Not all that long into Kicking and Screaming, Noah Baumbach's wise and witty debut feature, Grover (Josh Hamilton), a recent college graduate, is trying to get into a bar without a driver's license. He argues with the bouncer that he clearly looks over 21, and the bouncer answers that he must have ID. This would register as a totally benign exchange, save for the fact that the bouncer pronounces ID as if it were the id. In that moment, Baumbach, who wrote the script as well, encapsulates a hard truth about adulthood: age and the appearance of age is no sign whatsoever of wisdom or knowledge of self. Rather, it's when people begin learning when to trust their instincts (and when to ignore them) that something like genuine enlightenment settles in.

kicking-and-screaming-again
Image via Trimark

That might sound a bit heavy for what is, ostensibly, a college comedy, but Baumbach pulls from his own college days -- he attended Vassar --  to weave his ideas about growing up and becoming an adult into distinctly detailed yet ostensibly universal experiences. The settings are dorm rooms, the quad, bars, off-campus apartments, parties, and coffee shops, where Grover, Otis (Carlos Jacott), Max (Chris Eigeman), and Skippy (Jason Wiles) mull over jokes, pop culture, history, music, film, and, of course, relationships. In fact, what most of their talk boils down to is cultural analysis and self-analysis, and Baumbach suggests that though college has given these young men intelligence and the ability to critique, these gifts also make them deeply fearful of change and sometimes outright incapable of taking chances. When Grover's father (Elliott Gould) offers his son a place to stay in New York City and a possible internship at The New Yorker, Grover is initially interested, but later on, he can't even return a phone call regarding these things, at least partially because he's considering going to Prague.

Prague is beautiful and all, but that's not what draws Grover out of country. Rather, it's his girlfriend, Jane (Olivia d'Abo), who suddenly decided to move to Prague for a major opportunity to work on her writing. Indeed, the women of Kicking and Screaming are characterized as a kind of corrective to the men's near-chronic hesitancy, though safety is not always of primary concern when the women do go with their guts. Max begins dating a teenager about halfway through the movie, and in one scene, she picks a fight with a motorist while Max cowers in the front seat, noticing the driver's "I'd Rather Be Bow Hunting" bumper sticker. Before that, Skippy's girlfriend, Miami (Parker Posey), decides to randomly sleep with Max, a decision that leads to her overdue break-up with Wiles's character, who has gone as far as to re-enroll in college to avoid deciding what's next. Baumbach's women take action, even when the end results are displeasing, painful, or even genuinely irresponsible, which the writer-director suggests is crucial to being a functioning, responsible adult.

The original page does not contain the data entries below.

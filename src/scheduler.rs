//! Day-driven event scheduler.
//!
//! Called once per day advance by the simulation driver. Each call looks only
//! at the day it is handed: there is no memory of previous calls, so calling
//! twice for the same day fires the same rounds twice.

use rand::rngs::StdRng;
use rand::SeedableRng;
use serde_json::json;

use crate::clock::SimCalendar;
use crate::config::Config;
use crate::dispatch::{CredentialPolicy, Dispatcher, RoundReport};
use crate::events::{Category, EpochEvent, EquipmentKind, RateUpdateEvent};
use crate::failure::{BuildSkip, FailureEventBuilder};
use crate::logging::{log, log_skip, log_trigger, obj, v_str, Domain, Level};
use crate::market::{index_catalog, CatalogProvider, MarketProvider};
use crate::random::prime_rate;
use crate::state::{GuardedState, SimulationState};

/// `day mod period == 0`. Day 0 is due for every period.
pub fn is_due(day: u64, period: u64) -> bool {
    period != 0 && day % period == 0
}

#[derive(Debug, Clone, Copy, PartialEq, Eq)]
pub struct Triggers {
    pub failures: bool,
    pub rate_update: bool,
}

#[derive(Debug, Clone, PartialEq, Eq)]
pub struct TickReport {
    pub day: u64,
    pub triggers: Triggers,
    pub rounds: Vec<RoundReport>,
}

impl TickReport {
    pub fn round(&self, category: Category) -> Option<&RoundReport> {
        self.rounds.iter().find(|r| r.category == category)
    }
}

pub struct Scheduler<M> {
    cfg: Config,
    market: M,
    calendar: SimCalendar,
    rng: StdRng,
}

impl<M> Scheduler<M>
where
    M: MarketProvider + CatalogProvider + Send + Sync,
{
    pub fn new(cfg: Config, market: M) -> Self {
        let rng = match cfg.sim_seed {
            Some(seed) => StdRng::seed_from_u64(seed),
            None => StdRng::from_entropy(),
        };
        let calendar = SimCalendar::new(cfg.sim_start_date, cfg.sim_day_ms);
        Self { cfg, market, calendar, rng }
    }

    pub fn triggers(&self, day: u64) -> Triggers {
        Triggers {
            failures: is_due(day, self.cfg.failure_period_days),
            rate_update: is_due(day, self.cfg.rate_period_days),
        }
    }

    /// Evaluate both periods for the current day and run every due round.
    /// Failures are logged and reported, never returned as errors.
    pub async fn on_day_advanced(&mut self, state: &GuardedState<SimulationState>) -> TickReport {
        // One read per invocation; every decision below sees the same day.
        let snap = state.snapshot().await;
        let day = snap.current_day;
        let triggers = self.triggers(day);
        log(
            Level::Debug,
            Domain::Scheduler,
            "tick",
            obj(&[
                ("day", json!(day)),
                ("failures_due", json!(triggers.failures)),
                ("rate_due", json!(triggers.rate_update)),
            ]),
        );

        let mut rounds = Vec::new();
        if triggers.failures {
            let date = self.calendar.date_string(&snap);
            let time = self.calendar.current_time_string(&snap);
            for kind in [EquipmentKind::Machine, EquipmentKind::Truck] {
                log_trigger(day, Category::for_failure(kind).as_str(), self.cfg.failure_period_days);
                rounds.push(self.failure_round(kind, &date, &time).await);
            }
        }
        if triggers.rate_update {
            log_trigger(day, Category::RateUpdate.as_str(), self.cfg.rate_period_days);
            rounds.push(self.rate_round(&snap).await);
        }

        TickReport { day, triggers, rounds }
    }

    /// On-demand rate announcement, outside the periodic trigger.
    pub async fn announce_prime_rate(&mut self, state: &GuardedState<SimulationState>) -> RoundReport {
        let snap = state.snapshot().await;
        self.rate_round(&snap).await
    }

    /// Tell epoch subscribers when simulated day 0 began. Falls back to plain
    /// delivery if the epoch credentials cannot be loaded.
    pub async fn announce_epoch(&self, state: &GuardedState<SimulationState>) -> RoundReport {
        let epoch_start_time = state.read(|s| self.calendar.epoch_start(s)).await;
        let category = Category::Epoch;
        let Some(dispatcher) =
            Dispatcher::for_round(category, self.cfg.epoch_tls.as_ref(), CredentialPolicy::FallbackToPlain)
        else {
            return RoundReport::aborted(category, "no http client");
        };
        let payload = json!(EpochEvent { epoch_start_time });
        dispatcher.broadcast(category, &self.cfg.epoch_urls, &payload).await
    }

    async fn failure_round(&mut self, kind: EquipmentKind, date: &str, time: &str) -> RoundReport {
        let category = Category::for_failure(kind);
        let targets = match kind {
            EquipmentKind::Machine => &self.cfg.machine_failure_urls,
            EquipmentKind::Truck => &self.cfg.truck_failure_urls,
        };
        if targets.is_empty() {
            log_skip(Domain::Dispatch, category.as_str(), None, "no subscribers configured");
            return RoundReport::aborted(category, "no subscribers configured");
        }

        let snapshot = match self.market.for_sale(kind).await {
            Ok(s) => s,
            Err(err) => {
                let reason = format!("market snapshot unavailable: {:#}", err);
                log_skip(Domain::Market, category.as_str(), None, &reason);
                return RoundReport::aborted(category, reason);
            }
        };
        if snapshot.is_empty() {
            let reason = BuildSkip::NoUnsoldEquipment.to_string();
            log_skip(Domain::Market, category.as_str(), None, &reason);
            return RoundReport::aborted(category, reason);
        }
        let catalog = match self.market.catalog(kind).await {
            Ok(entries) => index_catalog(entries),
            Err(err) => {
                let reason = format!("catalog unavailable: {:#}", err);
                log_skip(Domain::Market, category.as_str(), None, &reason);
                return RoundReport::aborted(category, reason);
            }
        };

        let Some(dispatcher) = Dispatcher::for_round(category, None, CredentialPolicy::AbortRound) else {
            return RoundReport::aborted(category, "no http client");
        };
        let builder = FailureEventBuilder {
            kind,
            snapshot: &snapshot,
            catalog: &catalog,
            simulation_date: date,
            simulation_time: time,
        };
        let rng = &mut self.rng;
        // Separate draw per subscriber: each may hear about a different item.
        dispatcher
            .fan_out(category, targets, |_| {
                builder.build(&mut *rng).map(|ev| ev.to_json()).map_err(|skip| skip.to_string())
            })
            .await
    }

    async fn rate_round(&mut self, snap: &SimulationState) -> RoundReport {
        let category = Category::RateUpdate;
        let Some(dispatcher) =
            Dispatcher::for_round(category, self.cfg.rate_tls.as_ref(), CredentialPolicy::AbortRound)
        else {
            return RoundReport::aborted(category, "rate-update credentials unavailable");
        };
        let event = RateUpdateEvent {
            prime_rate: prime_rate(&mut self.rng),
            simulation_date: self.calendar.date_string(snap),
            simulation_time: self.calendar.current_time_string(snap),
        };
        log(
            Level::Info,
            Domain::Scheduler,
            "prime_rate",
            obj(&[
                ("category", v_str(category.as_str())),
                ("prime_rate", json!(event.prime_rate)),
                ("simulation_date", v_str(&event.simulation_date)),
            ]),
        );
        dispatcher.broadcast(category, &self.cfg.rate_update_urls, &json!(event)).await
    }
}
//! Shared simulation state and the lock that guards it.

use std::future::Future;

use serde::{Deserialize, Serialize};
use tokio::sync::Mutex;

#[derive(Debug, Clone, Copy, PartialEq, Eq, Serialize, Deserialize)]
#[serde(rename_all = "snake_case")]
pub enum SimStatus {
    NotStarted,
    Running,
    Paused,
    Completed,
}

#[derive(Debug, Clone, PartialEq, Eq, Serialize, Deserialize)]
#[serde(rename_all = "camelCase")]
pub struct SimulationState {
    pub current_day: u64,
    pub status: SimStatus,
    /// Milliseconds since the Unix epoch at which simulated day 0 began.
    pub unix_epoch_start_time: i64,
}

impl SimulationState {
    pub fn new(unix_epoch_start_time: i64) -> Self {
        Self {
            current_day: 0,
            status: SimStatus::NotStarted,
            unix_epoch_start_time,
        }
    }
}

/// Serializes every read and update of a value behind one async lock.
///
/// The lock is held for the whole closure, including any `.await` inside the
/// `*_async` variants. Calling back into the same instance from inside a
/// closure deadlocks; the primitive does not detect it.
#[derive(Debug, Default)]
pub struct GuardedState<T> {
    inner: Mutex<T>,
}

impl<T> GuardedState<T> {
    pub fn new(value: T) -> Self {
        Self { inner: Mutex::new(value) }
    }

    pub async fn read<R, F>(&self, f: F) -> R
    where
        F: FnOnce(&T) -> R,
    {
        let guard = self.inner.lock().await;
        f(&guard)
    }

    pub async fn update<F>(&self, f: F)
    where
        F: FnOnce(&T) -> T,
    {
        let mut guard = self.inner.lock().await;
        let next = f(&guard);
        *guard = next;
    }

    pub fn into_inner(self) -> T {
        self.inner.into_inner()
    }
}

impl<T: Clone> GuardedState<T> {
    /// Like [`read`](Self::read) but the closure may suspend while the lock is held.
    pub async fn read_async<R, F, Fut>(&self, f: F) -> R
    where
        F: FnOnce(T) -> Fut,
        Fut: Future<Output = R>,
    {
        let guard = self.inner.lock().await;
        f(guard.clone()).await
    }

    /// Like [`update`](Self::update) but the closure may suspend while the lock is held.
    pub async fn update_async<F, Fut>(&self, f: F)
    where
        F: FnOnce(T) -> Fut,
        Fut: Future<Output = T>,
    {
        let mut guard = self.inner.lock().await;
        let next = f(guard.clone()).await;
        *guard = next;
    }

    pub async fn snapshot(&self) -> T {
        self.read(T::clone).await
    }
}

kicking-and-screaming-stream-this
Image via Trimark

It's unclear whether or not "adult" is the correct term for Chet (Eric Stoltz), Grover and Co.'s favored local bartender, who enrolled in classes for several years following his graduation, but for no particular reason other than to learn. Late in the film, Chet has a discussion with Grover about how one chooses what to do with their life, and its a revealing exchange. As Chet explains, he just kept on taking classes until he realized he was a professional student, living a modest life off of what he makes as a bartender; he also fathered a child with one of his professors. If Stoltz's character does seem a bit romanticized as the poor yet brilliant bartender-sage, Baumbach is clear to also make his intelligence largely meaningless to anyone but himself; he's fond of saying "I'm paraphrasing myself." What his intellect and hunger for culture give him is an active inner life and a hunger for new perspectives, and his job is simply a way for him to support himself as he continues to explore. He's happy and comfortable behind the bar, whereas Grover and his friends aren't really comfortable or happy anywhere.

While seeing off a friend at the airport, Grover sees something that, for a moment, convinces him that it's fate for him to buy a ticket to Prague. But when an airline representative takes the wistfulness out of his action, he bucks and decides against it. As a creative writing and literature major, Grover knows storytelling, and is attracted to scenarios that he's found in books, but once the magic and the cleverness of the act has dissipated, once its no longer a witty story, he gets uninterested. Ultimately, Kicking and Screaming is a cautionary tale for young artists to not seek out experiences that made you interested in other artists, but rather to use your perspective and creative license to describe your own experiences. To put it another way, paraphrase yourself.

Kicking and Screaming is currently available for streaming on Netflix.